Now at least a half hour behind the live coverage of today's House Financial Services Committee hearing on the Federal Reserve's many and varied liquidity measures implemented over the last year or so, there's already been a memorable moment.

In his opening remarks, Rep. Spencer Bachus (R-Alabama) made an interesting slip of the tongue when listing the many bailout and rescue efforts that the government has launched, all, seemingly, to no avail thus far.

Actually, immediately after the slip, he goes on to make a number of very good points about how so much money is being created and spent by the Fed with no debate or oversight.

Here it is:

When historians look back at the financial crisis and ensuing economic upheaval of the last half of the first decade of the 21st century, what will be the storyline?

I submit it will be that, while the public was focused on the tax rebate program, then on the $700 billion TARP, and finally on the $100 trillion economic stimulus package, a much larger drama was unfolding below the surface.
Yikes!

A hundred trillion dollar stimulus program?

Obviously, it's taking some people a little time to adjust to the new math in Washington.

Here's the part about the Fed's bailout programs which is the subject of the hearing:
While the public was distracted and focused on these high profile activities and events, other programs and activities some five times larger than those debated and discussed in open forums were being enacted by a select few unelected federal regulators who were making commitments of trillions of dollars backed by tax payer guarantees and loans.
It sounds as though some members of Congress may have been issued copies of G. Edward Griffin's classic The Creature from Jeckyll Island.

More later, most likely.

2 comments:

donna said...

Bachus thinks he lives in Zimbabwe now for some reason...

Anonymous said...

Mr. President, pleases review a simple idea for a very complicated condition as I see it as a real estate professional:

1. You could liquidate large volumes of residential properties to eliminate an over saturated supply of standard homes through the MLS systems, auction events, and millions of foreclosed property across the USA.

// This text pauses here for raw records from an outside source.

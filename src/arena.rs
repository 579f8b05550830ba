//! Node storage. Every link in the tree (children and parent alike) is a [`NodeId`] into an
//! [`Arena`], so a node's back-link to its parent is just another index and never an ownership
//! edge.

use crate::util::Side;

/// A stable handle to a node slot.
///
/// Ids of removed nodes are recycled by later inserts, so an id is only meaningful while the
/// node it was taken from is still in the tree.
#[derive(Clone, Copy, Debug, PartialEq, Eq, Hash, PartialOrd, Ord)]
pub struct NodeId(u32);

impl NodeId {
    /// The position of this node's slot in the arena.
    pub fn index(self) -> usize {
        self.0 as usize
    }
}

/// A key and the value stored with it.
#[derive(Clone, Debug)]
pub(crate) struct Entry<K, V> {
    pub(crate) key: K,
    pub(crate) value: V,
}

#[derive(Clone, Debug)]
pub(crate) struct Node<K, V> {
    /// `None` only for the root of an empty tree.
    pub(crate) entry: Option<Entry<K, V>>,
    pub(crate) parent: Option<NodeId>,
    pub(crate) left: Option<NodeId>,
    pub(crate) right: Option<NodeId>,
}

impl<K, V> Node<K, V> {
    /// The empty-tree sentinel. Only valid as a root.
    pub(crate) fn empty() -> Self {
        Self {
            entry: None,
            parent: None,
            left: None,
            right: None,
        }
    }

    pub(crate) fn leaf(key: K, value: V, parent: NodeId) -> Self {
        Self {
            entry: Some(Entry { key, value }),
            parent: Some(parent),
            left: None,
            right: None,
        }
    }

    pub(crate) fn child(&self, side: Side) -> Option<NodeId> {
        match side {
            Side::Left => self.left,
            Side::Right => self.right,
        }
    }

    pub(crate) fn set_child(&mut self, side: Side, child: Option<NodeId>) {
        match side {
            Side::Left => self.left = child,
            Side::Right => self.right = child,
        }
    }

    pub(crate) fn key(&self) -> Option<&K> {
        self.entry.as_ref().map(|e| &e.key)
    }
}

/// Slot storage with a free list so removed nodes give their slots back.
#[derive(Clone, Debug)]
pub(crate) struct Arena<K, V> {
    slots: Vec<Option<Node<K, V>>>,
    free_list: Vec<u32>,
}

impl<K, V> Arena<K, V> {
    pub(crate) fn new() -> Self {
        Self {
            slots: Vec::new(),
            free_list: Vec::new(),
        }
    }

    pub(crate) fn alloc(&mut self, node: Node<K, V>) -> NodeId {
        match self.free_list.pop() {
            Some(idx) => {
                debug_assert!(self.slots[idx as usize].is_none());
                self.slots[idx as usize] = Some(node);
                NodeId(idx)
            }
            None => {
                let idx =
                    u32::try_from(self.slots.len()).expect("arena exceeded u32::MAX nodes");
                self.slots.push(Some(node));
                NodeId(idx)
            }
        }
    }

    /// Takes the node out of its slot and puts the slot on the free list.
    ///
    /// ## Panics
    ///
    /// When the slot is already free.
    pub(crate) fn free(&mut self, id: NodeId) -> Node<K, V> {
        let node = self.slots[id.index()]
            .take()
            .expect("freeing a slot that is already free");
        self.free_list.push(id.0);
        node
    }

    pub(crate) fn get(&self, id: NodeId) -> Option<&Node<K, V>> {
        self.slots.get(id.index()).and_then(Option::as_ref)
    }

    /// ## Panics
    ///
    /// When `id` does not name a live node. Every id reachable from the root is live.
    pub(crate) fn node(&self, id: NodeId) -> &Node<K, V> {
        self.get(id).expect("link to a freed node")
    }

    /// See [`Arena::node`].
    pub(crate) fn node_mut(&mut self, id: NodeId) -> &mut Node<K, V> {
        self.slots
            .get_mut(id.index())
            .and_then(Option::as_mut)
            .expect("link to a freed node")
    }

    /// Drops every node except `keep`, which stays in its slot.
    pub(crate) fn retain_only(&mut self, keep: NodeId) {
        self.free_list.clear();
        for (idx, slot) in self.slots.iter_mut().enumerate() {
            if idx != keep.index() {
                *slot = None;
            }
        }
        // Hand out low slots first, like a fresh arena would.
        self.free_list.extend(
            (0..self.slots.len() as u32)
                .rev()
                .filter(|&idx| idx != keep.0),
        );
    }

    /// Number of occupied slots.
    pub(crate) fn live(&self) -> usize {
        self.slots.len() - self.free_list.len()
    }
}
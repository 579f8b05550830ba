//! A plain Binary Search Tree with parent links and in-place repair on removal. The root node
//! _is_ the tree: it is allocated once, when the tree is built, and keeps its [`NodeId`] for as
//! long as the tree lives. Removing the root overwrites its contents instead of moving the tree's
//! entry point somewhere else.
//!
//! There is no rebalancing. Inserting keys in sorted order builds a tree as tall as it has
//! entries.
//!
//! # Examples
//!
//! ```
//! use ordered_tree::{Tree, TreeError};
//!
//! let mut tree = Tree::new();
//!
//! // Nothing in here yet.
//! assert_eq!(tree.find(&1), Err(TreeError::KeyNotFound));
//!
//! tree.insert(1, 2);
//! assert_eq!(tree.find(&1), Ok(&2));
//!
//! // Removing a key hands back its value.
//! assert_eq!(tree.remove(&1), Ok(2));
//! assert_eq!(tree.remove(&1), Err(TreeError::KeyNotFound));
//! assert!(tree.is_empty());
//! ```

use std::cmp::Ordering;
use std::fmt;
use std::mem;

use tracing::{debug, trace};

use crate::arena::{Arena, Entry, Node, NodeId};
use crate::config::{Duplicates, TreeConfig};
use crate::error::{Result, TreeError, Violation};
use crate::node::{NodeRef, Preorder};
use crate::util::Side;

/// An unbalanced Binary Search Tree. This can be used for inserting, finding, and removing keys
/// and values.
#[derive(Clone)]
pub struct Tree<K, V> {
    arena: Arena<K, V>,
    // Allocated in `with_config` and never freed.
    root: NodeId,
    len: usize,
    config: TreeConfig,
}

impl<K, V> Default for Tree<K, V> {
    fn default() -> Self {
        Self::new()
    }
}

impl<K, V> fmt::Debug for Tree<K, V>
where
    K: fmt::Debug,
    V: fmt::Debug,
{
    fn fmt(&self, f: &mut fmt::Formatter<'_>) -> fmt::Result {
        f.debug_struct("Tree")
            .field("len", &self.len)
            .field("root", &self.root)
            .field("nodes", &Preorder(self))
            .finish()
    }
}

2. My idea is simple enough using the raised funds through your stimulus package or another one to fund Fannie Mae, Freddie Mac, and all the national banks in the country immediately by structuring a 2% interest rate fixed amortized over 30 years purchase money only.

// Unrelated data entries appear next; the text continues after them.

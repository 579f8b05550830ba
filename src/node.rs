//! Read-only views of single nodes.
//!
//! A [`NodeRef`] lets callers walk parent and child links and look at what each node holds. It
//! never yields more than one node at a time and is not an iterator over the tree.

use std::fmt;

use crate::arena::{Node, NodeId};
use crate::tree::Tree;

/// A borrowed view of one node in a [`Tree`].
///
/// # Examples
///
/// ```
/// use ordered_tree::Tree;
///
/// let mut tree = Tree::new();
/// tree.insert(2, "two");
/// tree.insert(1, "one");
///
/// let root = tree.root();
/// let left = root.left().unwrap();
///
/// assert_eq!(root.key(), Some(&2));
/// assert_eq!(left.value(), Some(&"one"));
/// assert_eq!(left.parent().map(|p| p.id()), Some(root.id()));
/// assert!(root.right().is_none());
/// ```
pub struct NodeRef<'a, K, V> {
    tree: &'a Tree<K, V>,
    id: NodeId,
}

impl<K, V> Clone for NodeRef<'_, K, V> {
    fn clone(&self) -> Self {
        *self
    }
}
impl<K, V> Copy for NodeRef<'_, K, V> {}

impl<'a, K, V> NodeRef<'a, K, V> {
    pub(crate) fn new(tree: &'a Tree<K, V>, id: NodeId) -> Self {
        Self { tree, id }
    }

    fn node(&self) -> &'a Node<K, V> {
        self.tree.arena().node(self.id)
    }

    fn at(&self, id: Option<NodeId>) -> Option<Self> {
        id.map(|id| Self::new(self.tree, id))
    }

    /// The id of this node. The root's id stays the same for the tree's whole life.
    pub fn id(&self) -> NodeId {
        self.id
    }

    /// This node's key, or `None` if this is the root of an empty tree.
    pub fn key(&self) -> Option<&'a K> {
        self.node().key()
    }

    /// This node's value, or `None` if this is the root of an empty tree.
    pub fn value(&self) -> Option<&'a V> {
        self.node().entry.as_ref().map(|e| &e.value)
    }

    /// The node owning this one, or `None` for the root.
    pub fn parent(&self) -> Option<Self> {
        self.at(self.node().parent)
    }

    /// The left child.
    pub fn left(&self) -> Option<Self> {
        self.at(self.node().left)
    }

    /// The right child.
    pub fn right(&self) -> Option<Self> {
        self.at(self.node().right)
    }

    /// Whether this node has no parent.
    pub fn is_root(&self) -> bool {
        self.node().parent.is_none()
    }
}

/// Prints this node's entry and the ids of its neighbours. Children are not expanded, so
/// formatting one node never walks the tree.
impl<K, V> fmt::Debug for NodeRef<'_, K, V>
where
    K: fmt::Debug,
    V: fmt::Debug,
{
    fn fmt(&self, f: &mut fmt::Formatter<'_>) -> fmt::Result {
        let node = self.node();
        f.debug_struct("Node")
            .field("id", &self.id)
            .field("key", &self.key())
            .field("value", &self.value())
            .field("parent", &node.parent)
            .field("left", &node.left)
            .field("right", &node.right)
            .finish()
    }
}

/// Every node of a tree in pre-order, printed as a flat list.
pub(crate) struct Preorder<'a, K, V>(pub(crate) &'a Tree<K, V>);

impl<K, V> fmt::Debug for Preorder<'_, K, V>
where
    K: fmt::Debug,
    V: fmt::Debug,
{
    fn fmt(&self, f: &mut fmt::Formatter<'_>) -> fmt::Result {
        let mut list = f.debug_list();
        let mut stack = vec![self.0.root()];
        while let Some(node) = stack.pop() {
            list.entry(&node);
            // Right first so the left subtree is printed first.
            stack.extend(node.right());
            stack.extend(node.left());
        }
        list.finish()
    }
}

Purchase money only loans @ 2% fixed over 30 year amortization would serve to stimulus a buying frenzy and getting first time buyers and investors back into the purchasing market that will normalize the difference between supply and demand.

3. A purchase loan at 2% fixed rate amortized over 30 years will motivate and bring back immediately millions of investors holding out for the residential real estate values to plummet another 10%-15%.

The purchase loan at 2% fixed rate amortized over 30 years would facilitate first time buyers affordable opportunity to buy now at present values. Properties sold at present values will stop the hemorrhaging value destruction to the lending institutions, and in turn create immediate confidence again in real estate market.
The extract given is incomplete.